От боли меркнет в глазах. Тайах проваливается в боль. На миг, всего на миг, но этого хватает, чтобы чужая воля навалилась, заставила опустить голову.
Вырывает из мрака тихий перезвон накладок на шаманском одеянии. Старый шаман с усилием вскидывает руки, сплетает дрожащими пальцами вязь обережного заклятия. Медленно-медленно поднимает голову.
Арангас содрогается и трещит. Из щелей прогнившего короба с отвратительным шипением хлещет мгла, тяжело оседает к подножию мертвого дерева, сплетаясь в силуэт того, кто был здесь похоронен.

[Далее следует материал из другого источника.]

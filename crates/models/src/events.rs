use chrono::Utc;
use serde::{Deserialize, Serialize};

use crate::error::{OrbitalError, Result};

/// A point on the map, in decimal degrees.
#[derive(Debug, Clone, Copy, Serialize, Deserialize, PartialEq)]
pub struct Coordinates {
    pub latitude: f64,
    pub longitude: f64,
}

impl Coordinates {
    pub fn new(latitude: f64, longitude: f64) -> Result<Self> {
        let valid = latitude.is_finite()
            && longitude.is_finite()
            && (-90.0..=90.0).contains(&latitude)
            && (-180.0..=180.0).contains(&longitude);

        if !valid {
            return Err(OrbitalError::InvalidCoordinates { latitude, longitude });
        }

        Ok(Self { latitude, longitude })
    }

    /// Round both axes to `places` decimal places.
    pub fn rounded(self, places: i32) -> Self {
        let factor = 10f64.powi(places);
        Self {
            latitude: (self.latitude * factor).round() / factor,
            longitude: (self.longitude * factor).round() / factor,
        }
    }
}

/// One real-time datapoint destined for the map.
///
/// Events are immutable once built and are shared read-only between every
/// subscriber that receives them. On the wire (both the inbound datagram and
/// the outbound stream) an event is the JSON array
/// `[latitude, longitude, timestamp_ms, "platform"]`.
#[derive(Debug, Clone, Serialize, Deserialize, PartialEq)]
#[serde(try_from = "WireEvent", into = "WireEvent")]
pub struct Event {
    pub latitude: f64,
    pub longitude: f64,
    pub timestamp_ms: i64,
    pub platform: String,
}

#[derive(Serialize, Deserialize)]
struct WireEvent(f64, f64, i64, String);

impl TryFrom<WireEvent> for Event {
    type Error = OrbitalError;

    fn try_from(WireEvent(latitude, longitude, timestamp_ms, platform): WireEvent) -> Result<Self> {
        let coordinates = Coordinates::new(latitude, longitude)?;
        Ok(Self::new(coordinates, timestamp_ms, platform))
    }
}

impl From<Event> for WireEvent {
    fn from(event: Event) -> Self {
        Self(event.latitude, event.longitude, event.timestamp_ms, event.platform)
    }
}

impl Event {
    pub fn new(coordinates: Coordinates, timestamp_ms: i64, platform: impl Into<String>) -> Self {
        Self {
            latitude: coordinates.latitude,
            longitude: coordinates.longitude,
            timestamp_ms,
            platform: platform.into(),
        }
    }

    /// Build an event stamped with the current wall-clock time.
    pub fn now(coordinates: Coordinates, platform: impl Into<String>) -> Self {
        Self::new(coordinates, now_ms(), platform)
    }

    pub fn coordinates(&self) -> Coordinates {
        Coordinates {
            latitude: self.latitude,
            longitude: self.longitude,
        }
    }

    /// Single-line textual form used by the outbound stream framing.
    pub fn to_json(&self) -> Result<String> {
        Ok(serde_json::to_string(self)?)
    }
}

/// Milliseconds since the Unix epoch.
pub fn now_ms() -> i64 {
    Utc::now().timestamp_millis()
}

Черная тень, едва напоминающая человека, – все, что осталось от этого существа. Тень и два желтых, звериных глаза.
Откуда же столько злобы?
Тепло-коричневое сияние окутывает шамана – живое, живое среди мертвого – и устремляется в средоточие мрака.
Вот он, ответ. Вот суть Неведомого. Еще немного, и уловишь.
Тайах-ойуун тянется, тянется, тянется – и достает. Но вовсе не то, к чему стремился. Вместо разгадки перед шаманом распахивается бездна ненависти ко всему, что наполняет этот мир. К самой жизни. Ойуун падает в ее смердящий разложением зев. Не за что зацепиться. Нечем отгородиться от всепоглощающей злобы, которая и есть суть Неведомого. Тьма впивается в сознание острыми клыками, терзает и рвет, упивается чужой болью.
Мрак сжимается, заключая старого шамана в узкий короб, наполненный гнилью и червями.
Посмотри, ойуун: кто здесь покоится? Да и покоится ли?
Видишь? Теперь это твой арангас.
Тьма гогочет и выпускает перемолотого ненавистью Тайаха из своего существа.
Руки трясутся. Тело не слушается. В груди щемит так, что не вдохнуть. Только бы не упасть! Пусть на коленях, но с прямой спиной. Только бы не упасть.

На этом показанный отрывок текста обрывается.